Careful consideration needed when challenging Council notification decisions

Late last year the High Court struck out applications for judicial review by the Upland Landscape Protection Society Inc of the Project Hayes and Mahinerangi wind farm notification decisions. The court's decision has implications for the notification of resource consent applications and the awarding of security for costs against public interest groups in future.

Upland Landscape is a public interest body whose interests include the preservation of the upper slopes and mountains of New Zealand. It sought judicial review of the decisions by Clutha District Council and Central Otago District Council to publicly notify the Mahinerangi wind farm by TrustPower, and the Project Hayes wind farm by Meridian. The action was brought on the basis that the councils were under a statutory obligation to ensure that they were in possession of adequate information to enable potential submitters to ascertain the effect of the application on them, and to facilitate public participation on an informed basis.

The society argued that the photographic simulations provided by Meridian for the Project Hayes wind farm did not truly represent the effects on the environment, and were inadequate, insufficient and misleading.

The High Court considered whether this alleged failure might amount to a reviewable error. The judge noted that a consent authority must be satisfied that an application contains "...sufficient information to enable recipients of the notice to assess both their own position and the effect on the environment...", and that where a consent authority considers that an application's assessment of environmental effects is inadequate, it must request further information from the applicant. If the authority unreasonably fails to do so, it may be subject to judicial review.
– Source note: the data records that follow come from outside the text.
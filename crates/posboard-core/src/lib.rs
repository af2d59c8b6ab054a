//! Core domain types for the posboard position view.
//!
//! This crate provides the value types shared by the reconciliation engine:
//! - `PositionNumber`: globally unique position identity
//! - `PositionState`: position lifecycle states and displayability
//! - `PositionSnapshot`: immutable-per-update description of one position
//! - `Price`, `Volume`: precision-safe numeric types

pub mod decimal;
pub mod error;
pub mod position;

pub use decimal::{Price, Volume};
pub use error::{CoreError, Result};
pub use position::{Direction, PositionNumber, PositionSnapshot, PositionState};
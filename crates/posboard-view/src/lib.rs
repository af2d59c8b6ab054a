//! Materialized open-position view reconciliation engine.
//!
//! Keeps a single deduplicated-by-number view of all currently open
//! positions across any number of independent journals, under two
//! partially redundant update paths:
//!
//! - **events**: journals push `PositionChanged` notifications from any
//!   task through an [`EventSender`];
//! - **polling**: a [`ReconcileScheduler`] periodically pulls every
//!   registered journal's full open-position set and converges the view
//!   to the union, self-healing missed or reordered events.
//!
//! Both paths funnel into one single-consumer actor that owns the row set,
//! so no two merges ever interleave. Conflicts on the same position number
//! resolve last-applied-wins at the actor queue, not by data recency.
//!
//! # Key Components
//!
//! - [`Journal`]: source collaborator producing [`PositionSnapshot`]s
//! - [`PositionBoardHandle`]: registration, teardown, and sync row reads
//! - [`EventSender`]: non-blocking event ingress for journals
//! - [`ReconcileScheduler`]: periodic full-state reconciliation loop
//! - [`PositionView`]: render-layer callbacks (upsert / remove / reset)
//! - [`Diagnostics`]: fire-and-forget sink for non-fatal errors
//!
//! [`PositionSnapshot`]: posboard_core::PositionSnapshot

pub mod board;
pub mod config;
pub mod diagnostics;
pub mod error;
pub mod ingress;
pub mod journal;
pub mod scheduler;
pub mod view;

pub use board::{spawn_position_board, PositionBoardHandle, PositionBoardMsg, PositionBoardTask};
pub use config::BoardConfig;
pub use diagnostics::{
    CollectingDiagnostics, Diagnostics, DynDiagnostics, LogDiagnostics, Severity,
};
pub use error::{JournalError, ViewError};
pub use ingress::EventSender;
pub use journal::{BoxFuture, DynJournal, Journal, MockJournal};
pub use scheduler::ReconcileScheduler;
pub use view::{DynPositionView, PositionView, RecordingView, ViewCall};
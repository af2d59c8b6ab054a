//! Position identity, lifecycle state, and snapshot types.
//!
//! A `PositionSnapshot` is the unit of exchange between journals and the
//! position board: an immutable-per-update description of one position.
//! The board only ever inspects `number` and `state`; every other field is
//! opaque display payload replaced wholesale on each update.

use chrono::{DateTime, Utc};
use rust_decimal::Decimal;
use serde::{Deserialize, Serialize};
use std::fmt;
use std::str::FromStr;

use crate::decimal::{Price, Volume};
use crate::error::CoreError;

/// Globally unique position identifier.
///
/// Assigned by the owning journal and stable for the lifetime of the
/// position; the sole identity key used for row matching.
#[derive(
    Debug, Clone, Copy, PartialEq, Eq, PartialOrd, Ord, Hash, Serialize, Deserialize, Default,
)]
#[serde(transparent)]
pub struct PositionNumber(pub u64);

impl PositionNumber {
    #[inline]
    pub fn new(value: u64) -> Self {
        Self(value)
    }

    #[inline]
    pub fn inner(&self) -> u64 {
        self.0
    }
}

impl fmt::Display for PositionNumber {
    fn fmt(&self, f: &mut fmt::Formatter<'_>) -> fmt::Result {
        write!(f, "#{}", self.0)
    }
}

impl From<u64> for PositionNumber {
    fn from(value: u64) -> Self {
        Self(value)
    }
}

/// Position lifecycle state.
#[derive(Debug, Clone, Copy, PartialEq, Eq, Hash, Serialize, Deserialize)]
pub enum PositionState {
    /// Entry orders are working, nothing filled yet.
    Opening,
    /// Position has open volume.
    Open,
    /// Exit orders are working.
    Closing,
    /// Fully closed.
    Done,
    /// Entry failed before any fill.
    OpeningFail,
    /// An exit order failed; position still has open volume.
    ClosingFail,
    /// Closed with surplus volume on the exit side.
    ClosingSurplus,
    /// Removed by the journal.
    Deleted,
}

impl PositionState {
    /// Whether a position in this state belongs in the materialized view.
    ///
    /// Only live positions are shown: opening, open, closing, or stuck in
    /// a failed close. Everything else must not appear.
    #[must_use]
    pub fn is_displayable(&self) -> bool {
        matches!(
            self,
            Self::Opening | Self::Open | Self::Closing | Self::ClosingFail
        )
    }

    /// Whether this state is terminal for the position lifecycle.
    #[must_use]
    pub fn is_terminal(&self) -> bool {
        matches!(self, Self::Done | Self::OpeningFail | Self::Deleted)
    }
}

impl fmt::Display for PositionState {
    fn fmt(&self, f: &mut fmt::Formatter<'_>) -> fmt::Result {
        let s = match self {
            Self::Opening => "Opening",
            Self::Open => "Open",
            Self::Closing => "Closing",
            Self::Done => "Done",
            Self::OpeningFail => "OpeningFail",
            Self::ClosingFail => "ClosingFail",
            Self::ClosingSurplus => "ClosingSurplus",
            Self::Deleted => "Deleted",
        };
        write!(f, "{s}")
    }
}

impl FromStr for PositionState {
    type Err = CoreError;

    fn from_str(s: &str) -> Result<Self, Self::Err> {
        match s {
            "Opening" => Ok(Self::Opening),
            "Open" => Ok(Self::Open),
            "Closing" => Ok(Self::Closing),
            "Done" => Ok(Self::Done),
            "OpeningFail" => Ok(Self::OpeningFail),
            "ClosingFail" => Ok(Self::ClosingFail),
            "ClosingSurplus" => Ok(Self::ClosingSurplus),
            "Deleted" => Ok(Self::Deleted),
            other => Err(CoreError::InvalidState(other.to_string())),
        }
    }
}

/// Position direction: long or short.
#[derive(Debug, Clone, Copy, PartialEq, Eq, Hash, Serialize, Deserialize)]
#[serde(rename_all = "lowercase")]
pub enum Direction {
    Buy,
    Sell,
}

impl Direction {
    /// Returns the opposite direction.
    #[must_use]
    pub fn opposite(&self) -> Self {
        match self {
            Self::Buy => Self::Sell,
            Self::Sell => Self::Buy,
        }
    }
}

impl fmt::Display for Direction {
    fn fmt(&self, f: &mut fmt::Formatter<'_>) -> fmt::Result {
        match self {
            Self::Buy => write!(f, "buy"),
            Self::Sell => write!(f, "sell"),
        }
    }
}

impl FromStr for Direction {
    type Err = CoreError;

    fn from_str(s: &str) -> Result<Self, Self::Err> {
        match s {
            "buy" | "Buy" => Ok(Self::Buy),
            "sell" | "Sell" => Ok(Self::Sell),
            other => Err(CoreError::InvalidDirection(other.to_string())),
        }
    }
}

/// Snapshot of one position at a point in time.
///
/// Produced by a journal, consumed by the position board. Replaced
/// wholesale on every update for the same `number`.
#[derive(Debug, Clone, PartialEq, Serialize, Deserialize)]
pub struct PositionSnapshot {
    /// Identity key. Stable for the lifetime of the position.
    pub number: PositionNumber,
    /// Current lifecycle state.
    pub state: PositionState,
    /// When the position was created.
    pub time_create: DateTime<Utc>,
    /// When the position was closed, if it has been.
    pub time_close: Option<DateTime<Utc>>,
    /// Name of the strategy that owns the position.
    pub bot_name: String,
    /// Instrument the position is in.
    pub security: String,
    /// Long or short.
    pub direction: Direction,
    /// Largest volume the position has held.
    pub max_volume: Volume,
    /// Currently open volume.
    pub open_volume: Volume,
    /// Volume still waiting in working orders.
    pub wait_volume: Volume,
    /// Average entry price.
    pub entry_price: Price,
    /// Average close price.
    pub close_price: Price,
    /// Profit in portfolio points.
    pub profit: Decimal,
    /// Whether a protective stop order is active.
    pub stop_order_is_active: bool,
    /// Stop order trigger level.
    pub stop_order_red_line: Price,
    /// Stop order execution price.
    pub stop_order_price: Price,
    /// Whether a profit-taking order is active.
    pub profit_order_is_active: bool,
    /// Profit order trigger level.
    pub profit_order_red_line: Price,
    /// Profit order execution price.
    pub profit_order_price: Price,
}

impl PositionSnapshot {
    /// Create a snapshot with the identity fields set and an empty payload.
    ///
    /// Display fields default to zero/inactive; callers fill in what they
    /// track. Sufficient for journals that only report volumes later.
    #[must_use]
    pub fn new(
        number: PositionNumber,
        state: PositionState,
        bot_name: impl Into<String>,
        security: impl Into<String>,
        direction: Direction,
        time_create: DateTime<Utc>,
    ) -> Self {
        Self {
            number,
            state,
            time_create,
            time_close: None,
            bot_name: bot_name.into(),
            security: security.into(),
            direction,
            max_volume: Volume::ZERO,
            open_volume: Volume::ZERO,
            wait_volume: Volume::ZERO,
            entry_price: Price::ZERO,
            close_price: Price::ZERO,
            profit: Decimal::ZERO,
            stop_order_is_active: false,
            stop_order_red_line: Price::ZERO,
            stop_order_price: Price::ZERO,
            profit_order_is_active: false,
            profit_order_red_line: Price::ZERO,
            profit_order_price: Price::ZERO,
        }
    }

    /// Whether this snapshot belongs in the materialized view.
    #[must_use]
    pub fn is_displayable(&self) -> bool {
        self.state.is_displayable()
    }
}
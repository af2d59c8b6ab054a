//! Error types for posboard-core.

use thiserror::Error;

/// Core error types.
#[derive(Debug, Error)]
pub enum CoreError {
    #[error("Invalid position state: {0}")]
    InvalidState(String),

    #[error("Invalid direction: {0}")]
    InvalidDirection(String),

    #[error("Decimal parse error: {0}")]
    DecimalParse(#[from] rust_decimal::Error),
}

/// Result type alias for core operations.
pub type Result<T> = std::result::Result<T, CoreError>;
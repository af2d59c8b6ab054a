//! Board configuration.

use serde::{Deserialize, Serialize};

/// Configuration for the position board and its reconciliation scheduler.
#[derive(Debug, Clone, Serialize, Deserialize)]
pub struct BoardConfig {
    /// Reconciliation pass interval (ms). Default: 2,000 (2 seconds).
    #[serde(default = "default_poll_interval_ms")]
    pub poll_interval_ms: u64,
    /// Per-journal pull timeout (ms). Bounds how long one slow journal can
    /// hold up a pass. Default: 5,000 (5 seconds).
    #[serde(default = "default_pull_timeout_ms")]
    pub pull_timeout_ms: u64,
    /// Board actor channel capacity. Events arriving while the channel is
    /// full are dropped and reported; the next pass self-heals.
    /// Default: 256.
    #[serde(default = "default_channel_capacity")]
    pub channel_capacity: usize,
}

fn default_poll_interval_ms() -> u64 {
    2_000
}

fn default_pull_timeout_ms() -> u64 {
    5_000
}

fn default_channel_capacity() -> usize {
    256
}

impl Default for BoardConfig {
    fn default() -> Self {
        Self {
            poll_interval_ms: default_poll_interval_ms(),
            pull_timeout_ms: default_pull_timeout_ms(),
            channel_capacity: default_channel_capacity(),
        }
    }
}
However, the judge went on to state that the adequacy of an assessment of environmental effects is a question of degree, which may be decided reasonably in a number of different ways. On the Project Hayes application the judge considered there was "significant latitude of the reasonableness of the response by the local authority in this situation." The court found that the simulations presented to Central Otago District Council were sophisticated visual depictions which had no readily apparent deficiency.

The judge noted that:

"The fact that reasonable persons may differ on adequacy does not mean... that the local authority has fallen into reviewable error. Moreover, a judgment as to adequacy has to be made in a practical fashion. The local authorities are entitled to rely on what appears to be professionally prepared assessments of environmental effects"

The judge went on to state that, had the proceedings been allowed to continue, he would have awarded security for costs, in the order of $130,000. In the wake of costs being awarded against Save Happy Valley Coalition (opponents of the Solid Energy coal mining activities at Stockton Mine), this indicates a clear willingness on the part of the High Court to award costs against public interest groups where such claims are unmeritorious.

The High Court's willingness to award security for costs in these circumstances can be expected to migrate through to the Environment Court, once the Government's Resource Management (Simplifying and Streamlining) Bill is enacted. The Bill provides for the reinstatement of the Environment Court's power to award security for costs. While public participation in resource management processes will continue to be recognised under the legislation, we expect the Courts to also recognise that applicants are entitled to protection from impecunious objectors, who can otherwise act without restraint in advancing their objections to a developer's proposal.


Disclaimer

This publication is necessarily brief and general in nature. You should seek professional advice before taking any action in relation to the matters dealt with in this publication.